┌────────

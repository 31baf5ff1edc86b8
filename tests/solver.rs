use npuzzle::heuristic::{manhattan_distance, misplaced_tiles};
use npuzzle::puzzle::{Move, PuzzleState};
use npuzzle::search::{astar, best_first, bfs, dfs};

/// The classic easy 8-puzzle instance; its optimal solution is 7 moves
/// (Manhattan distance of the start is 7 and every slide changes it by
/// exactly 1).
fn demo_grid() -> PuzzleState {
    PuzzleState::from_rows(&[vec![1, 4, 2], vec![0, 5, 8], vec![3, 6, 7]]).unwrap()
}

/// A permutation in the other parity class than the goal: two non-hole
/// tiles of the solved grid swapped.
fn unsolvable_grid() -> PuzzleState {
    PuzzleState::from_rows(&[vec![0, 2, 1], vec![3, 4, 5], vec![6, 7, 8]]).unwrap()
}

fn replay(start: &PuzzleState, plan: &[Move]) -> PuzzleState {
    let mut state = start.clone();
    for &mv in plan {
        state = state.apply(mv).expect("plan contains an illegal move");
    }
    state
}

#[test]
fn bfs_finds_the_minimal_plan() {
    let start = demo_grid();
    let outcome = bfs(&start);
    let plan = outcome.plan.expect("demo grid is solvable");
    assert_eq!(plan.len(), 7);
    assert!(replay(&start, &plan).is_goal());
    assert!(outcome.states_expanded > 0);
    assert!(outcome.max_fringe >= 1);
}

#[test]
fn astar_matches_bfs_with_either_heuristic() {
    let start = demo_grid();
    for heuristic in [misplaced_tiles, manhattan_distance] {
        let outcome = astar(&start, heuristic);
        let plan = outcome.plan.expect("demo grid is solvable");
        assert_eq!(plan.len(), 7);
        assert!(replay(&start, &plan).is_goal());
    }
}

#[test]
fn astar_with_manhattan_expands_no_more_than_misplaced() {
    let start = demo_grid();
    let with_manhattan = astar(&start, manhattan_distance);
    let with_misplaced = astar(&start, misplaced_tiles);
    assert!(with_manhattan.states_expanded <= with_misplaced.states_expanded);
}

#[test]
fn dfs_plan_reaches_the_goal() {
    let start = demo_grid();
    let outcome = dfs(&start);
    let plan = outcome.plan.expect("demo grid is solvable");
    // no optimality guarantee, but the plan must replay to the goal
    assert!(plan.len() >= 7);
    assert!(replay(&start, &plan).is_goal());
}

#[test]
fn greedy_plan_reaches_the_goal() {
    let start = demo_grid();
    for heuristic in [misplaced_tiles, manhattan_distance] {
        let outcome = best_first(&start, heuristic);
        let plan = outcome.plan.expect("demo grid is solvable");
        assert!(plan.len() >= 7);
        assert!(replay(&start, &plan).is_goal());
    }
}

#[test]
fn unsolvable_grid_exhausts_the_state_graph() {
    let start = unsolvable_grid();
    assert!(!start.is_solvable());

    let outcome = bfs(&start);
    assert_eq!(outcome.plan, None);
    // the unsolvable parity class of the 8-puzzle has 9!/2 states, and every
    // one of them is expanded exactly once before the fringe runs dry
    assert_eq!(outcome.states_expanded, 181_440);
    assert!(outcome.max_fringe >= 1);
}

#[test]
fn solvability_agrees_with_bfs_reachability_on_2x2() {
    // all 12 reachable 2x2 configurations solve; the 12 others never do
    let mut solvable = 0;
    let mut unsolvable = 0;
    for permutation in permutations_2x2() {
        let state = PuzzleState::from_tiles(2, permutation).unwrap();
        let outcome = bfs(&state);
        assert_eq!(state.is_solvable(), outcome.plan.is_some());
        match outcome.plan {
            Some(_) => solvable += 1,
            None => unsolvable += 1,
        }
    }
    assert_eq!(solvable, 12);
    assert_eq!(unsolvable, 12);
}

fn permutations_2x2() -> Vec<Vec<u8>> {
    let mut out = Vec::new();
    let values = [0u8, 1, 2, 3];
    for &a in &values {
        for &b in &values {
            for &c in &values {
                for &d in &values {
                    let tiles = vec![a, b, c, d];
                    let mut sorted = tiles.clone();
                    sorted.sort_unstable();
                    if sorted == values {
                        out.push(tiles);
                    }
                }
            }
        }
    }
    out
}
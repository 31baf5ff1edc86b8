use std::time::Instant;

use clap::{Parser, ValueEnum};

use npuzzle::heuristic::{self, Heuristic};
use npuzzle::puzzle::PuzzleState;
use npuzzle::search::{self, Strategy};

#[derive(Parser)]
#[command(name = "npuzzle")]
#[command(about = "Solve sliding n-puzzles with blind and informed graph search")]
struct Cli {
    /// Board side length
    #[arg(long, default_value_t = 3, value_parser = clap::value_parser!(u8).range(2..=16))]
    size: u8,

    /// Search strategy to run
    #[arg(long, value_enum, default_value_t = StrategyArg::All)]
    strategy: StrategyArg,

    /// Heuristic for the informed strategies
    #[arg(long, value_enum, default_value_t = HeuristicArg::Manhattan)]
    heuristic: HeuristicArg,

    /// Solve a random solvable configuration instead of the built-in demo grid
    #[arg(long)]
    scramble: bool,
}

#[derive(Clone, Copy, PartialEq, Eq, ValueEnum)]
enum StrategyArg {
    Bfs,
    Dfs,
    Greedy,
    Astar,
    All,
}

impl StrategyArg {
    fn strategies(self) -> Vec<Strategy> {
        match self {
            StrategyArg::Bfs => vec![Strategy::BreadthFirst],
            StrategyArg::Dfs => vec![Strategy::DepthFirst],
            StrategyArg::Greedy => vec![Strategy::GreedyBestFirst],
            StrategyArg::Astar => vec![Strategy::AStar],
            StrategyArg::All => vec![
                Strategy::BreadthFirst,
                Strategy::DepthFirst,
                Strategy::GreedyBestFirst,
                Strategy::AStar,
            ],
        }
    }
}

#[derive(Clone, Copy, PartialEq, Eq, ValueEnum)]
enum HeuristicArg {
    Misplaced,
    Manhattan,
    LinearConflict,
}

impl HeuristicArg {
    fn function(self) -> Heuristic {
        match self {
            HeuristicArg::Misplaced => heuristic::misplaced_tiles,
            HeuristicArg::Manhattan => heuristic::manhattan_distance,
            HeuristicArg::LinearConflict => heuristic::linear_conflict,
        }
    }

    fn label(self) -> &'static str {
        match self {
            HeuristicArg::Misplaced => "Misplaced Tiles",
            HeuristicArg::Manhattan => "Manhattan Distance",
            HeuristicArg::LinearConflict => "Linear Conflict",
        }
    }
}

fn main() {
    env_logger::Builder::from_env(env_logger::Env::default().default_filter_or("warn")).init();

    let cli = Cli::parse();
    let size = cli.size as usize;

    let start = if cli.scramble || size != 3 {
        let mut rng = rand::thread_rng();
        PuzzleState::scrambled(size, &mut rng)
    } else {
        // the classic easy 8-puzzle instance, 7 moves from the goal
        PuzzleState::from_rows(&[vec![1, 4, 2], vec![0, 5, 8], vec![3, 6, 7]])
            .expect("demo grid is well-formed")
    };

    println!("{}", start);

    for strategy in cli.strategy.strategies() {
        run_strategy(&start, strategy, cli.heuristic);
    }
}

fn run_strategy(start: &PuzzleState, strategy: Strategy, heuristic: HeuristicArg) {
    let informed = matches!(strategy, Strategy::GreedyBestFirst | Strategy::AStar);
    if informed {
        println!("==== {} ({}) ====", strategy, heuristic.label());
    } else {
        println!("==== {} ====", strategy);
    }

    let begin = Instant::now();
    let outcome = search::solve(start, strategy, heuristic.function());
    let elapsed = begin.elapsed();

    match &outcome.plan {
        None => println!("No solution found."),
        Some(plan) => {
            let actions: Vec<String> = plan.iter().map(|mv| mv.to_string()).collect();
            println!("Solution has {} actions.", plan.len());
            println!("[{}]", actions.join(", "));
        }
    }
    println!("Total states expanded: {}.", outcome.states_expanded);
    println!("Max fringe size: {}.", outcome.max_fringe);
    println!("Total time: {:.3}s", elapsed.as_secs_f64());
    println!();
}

└────────

- [TASK OBJECTIVE]: Without altering a single word, reproduce the entries above.

- [ANSWER SPACE]:
repository 31baf5ff1edc86b8
filename tests/solver.rs
use npuzzle::heuristic::{manhattan_distance, misplaced_tiles};
use npuzzle::puzzle::{Move, PuzzleState};
use npuzzle::search::{astar, best_first, bfs, dfs};

/// The classic easy 8-puzzle instance; its optimal solution is 7 moves
/// (Manhattan distance of the start is 7 and every slide changes it by
/// exactly 1).
fn demo_grid() -> PuzzleState {
    PuzzleState::from_rows(&[vec![1, 4, 2], vec![0, 5, 8], vec![3, 6, 7]]).unwrap()
}

/// A permutation in the other parity class than the goal: two non-hole
/// tiles of the solved grid swapped.
fn unsolvable_grid() -> PuzzleState {
    PuzzleState::from_rows(&[vec![0, 2, 1], vec![3, 4, 5], vec![6, 7, 8]]).unwrap()
}

fn replay(start: &PuzzleState, plan: &[Move]) -> PuzzleState {
    let mut state = start.clone();
    for &mv in plan {
        state = state.apply(mv).expect("plan contains an illegal move");
    }
    state
}

#[test]
fn bfs_finds_the_minimal_plan() {
    let start = demo_grid();
    let outcome = bfs(&start);
    let plan = outcome.plan.expect("demo grid is solvable");
    assert_eq!(plan.len(), 7);
    assert!(replay(&start, &plan).is_goal());
    assert!(outcome.states_expanded > 0);
    assert!(outcome.max_fringe >= 1);
}

#[test]
fn astar_matches_bfs_with_either_heuristic() {
    let start = demo_grid();
    for heuristic in [misplaced_tiles, manhattan_distance] {
        let outcome = astar(&start, heuristic);
        let plan = outcome.plan.expect("demo grid is solvable");
        assert_eq!(plan.len(), 7);
        assert!(replay(&start, &plan).is_goal());
    }
}

#[test]
fn astar_with_manhattan_expands_no_more_than_misplaced() {
    let start = demo_grid();
    let with_manhattan = astar(&start, manhattan_distance);
    let with_misplaced = astar(&start, misplaced_tiles);
    assert!(with_manhattan.states_expanded <= with_misplaced.states_expanded);
}

#[test]
fn dfs_plan_reaches_the_goal() {
    let start = demo_grid();
    let outcome = dfs(&start);
    let plan = outcome.plan.expect("demo grid is solvable");
    // no optimality guarantee, but the plan must replay to the goal
    assert!(plan.len() >= 7);
    assert!(replay(&start, &plan).is_goal());
}

#[test]
fn greedy_plan_reaches_the_goal() {
    let start = demo_grid();
    for heuristic in [misplaced_tiles, manhattan_distance] {
        let outcome = best_first(&start, heuristic);
        let plan = outcome.plan.expect("demo grid is solvable");
        assert!(plan.len() >= 7);
        assert!(replay(&start, &plan).is_goal());
    }
}

#[test]
fn unsolvable_grid_exhausts_the_state_graph() {
    let start = unsolvable_grid();
    assert!(!start.is_solvable());

    let outcome = bfs(&start);
    assert_eq!(outcome.plan, None);
    // the unsolvable parity class of the 8-puzzle has 9!/2 states, and every
    // one of them is expanded exactly once before the fringe runs dry
    assert_eq!(outcome.states_expanded, 181_440);
    assert!(outcome.max_fringe >= 1);
}

#[test]
fn solvability_agrees_with_bfs_reachability_on_2x2() {
    // all 12 reachable 2x2 configurations solve; the 12 others never do
    let mut solvable = 0;
    let mut unsolvable = 0;
    for permutation in permutations_2x2() {
        let state = PuzzleState::from_tiles(2, permutation).unwrap();
        let outcome = bfs(&state);
        assert_eq!(state.is_solvable(), outcome.plan.is_some());
        match outcome.plan {
            Some(_) => solvable += 1,
            None => unsolvable += 1,
        }
    }
    assert_eq!(solvable, 12);
    assert_eq!(unsolvable, 12);
}

fn permutations_2x2() -> Vec<Vec<u8>> {
    let mut out = Vec::new();
    let values = [0u8, 1, 2, 3];
    for &a in &values {
        for &b in &values {
            for &c in &values {
                for &d in &values {
                    let tiles = vec![a, b, c, d];
                    let mut sorted = tiles.clone();
                    sorted.sort_unstable();
                    if sorted == values {
                        out.push(tiles);
                    }
                }
            }
        }
    }
    out
}
repository 31baf5ff1edc86b8
use std::time::Instant;

use clap::{Parser, ValueEnum};

use npuzzle::heuristic::{self, Heuristic};
use npuzzle::puzzle::PuzzleState;
use npuzzle::search::{self, Strategy};

#[derive(Parser)]
#[command(name = "npuzzle")]
#[command(about = "Solve sliding n-puzzles with blind and informed graph search")]
struct Cli {
    /// Board side length
    #[arg(long, default_value_t = 3, value_parser = clap::value_parser!(u8).range(2..=16))]
    size: u8,

    /// Search strategy to run
    #[arg(long, value_enum, default_value_t = StrategyArg::All)]
    strategy: StrategyArg,

    /// Heuristic for the informed strategies
    #[arg(long, value_enum, default_value_t = HeuristicArg::Manhattan)]
    heuristic: HeuristicArg,

    /// Solve a random solvable configuration instead of the built-in demo grid
    #[arg(long)]
    scramble: bool,
}

#[derive(Clone, Copy, PartialEq, Eq, ValueEnum)]
enum StrategyArg {
    Bfs,
    Dfs,
    Greedy,
    Astar,
    All,
}

impl StrategyArg {
    fn strategies(self) -> Vec<Strategy> {
        match self {
            StrategyArg::Bfs => vec![Strategy::BreadthFirst],
            StrategyArg::Dfs => vec![Strategy::DepthFirst],
            StrategyArg::Greedy => vec![Strategy::GreedyBestFirst],
            StrategyArg::Astar => vec![Strategy::AStar],
            StrategyArg::All => vec![
                Strategy::BreadthFirst,
                Strategy::DepthFirst,
                Strategy::GreedyBestFirst,
                Strategy::AStar,
            ],
        }
    }
}

#[derive(Clone, Copy, PartialEq, Eq, ValueEnum)]
enum HeuristicArg {
    Misplaced,
    Manhattan,
    LinearConflict,
}

impl HeuristicArg {
    fn function(self) -> Heuristic {
        match self {
            HeuristicArg::Misplaced => heuristic::misplaced_tiles,
            HeuristicArg::Manhattan => heuristic::manhattan_distance,
            HeuristicArg::LinearConflict => heuristic::linear_conflict,
        }
    }

    fn label(self) -> &'static str {
        match self {
            HeuristicArg::Misplaced => "Misplaced Tiles",
            HeuristicArg::Manhattan => "Manhattan Distance",
            HeuristicArg::LinearConflict => "Linear Conflict",
        }
    }
}

fn main() {
    env_logger::Builder::from_env(env_logger::Env::default().default_filter_or("warn")).init();

    let cli = Cli::parse();
    let size = cli.size as usize;

    let start = if cli.scramble || size != 3 {
        let mut rng = rand::thread_rng();
        PuzzleState::scrambled(size, &mut rng)
    } else {
        // the classic easy 8-puzzle instance, 7 moves from the goal
        PuzzleState::from_rows(&[vec![1, 4, 2], vec![0, 5, 8], vec![3, 6, 7]])
            .expect("demo grid is well-formed")
    };

    println!("{}", start);

    for strategy in cli.strategy.strategies() {
        run_strategy(&start, strategy, cli.heuristic);
    }
}

fn run_strategy(start: &PuzzleState, strategy: Strategy, heuristic: HeuristicArg) {
    let informed = matches!(strategy, Strategy::GreedyBestFirst | Strategy::AStar);
    if informed {
        println!("==== {} ({}) ====", strategy, heuristic.label());
    } else {
        println!("==== {} ====", strategy);
    }

    let begin = Instant::now();
    let outcome = search::solve(start, strategy, heuristic.function());
    let elapsed = begin.elapsed();

    match &outcome.plan {
        None => println!("No solution found."),
        Some(plan) => {
            let actions: Vec<String> = plan.iter().map(|mv| mv.to_string()).collect();
            println!("Solution has {} actions.", plan.len());
            println!("[{}]", actions.join(", "));
        }
    }
    println!("Total states expanded: {}.", outcome.states_expanded);
    println!("Max fringe size: {}.", outcome.max_fringe);
    println!("Total time: {:.3}s", elapsed.as_secs_f64());
    println!();
}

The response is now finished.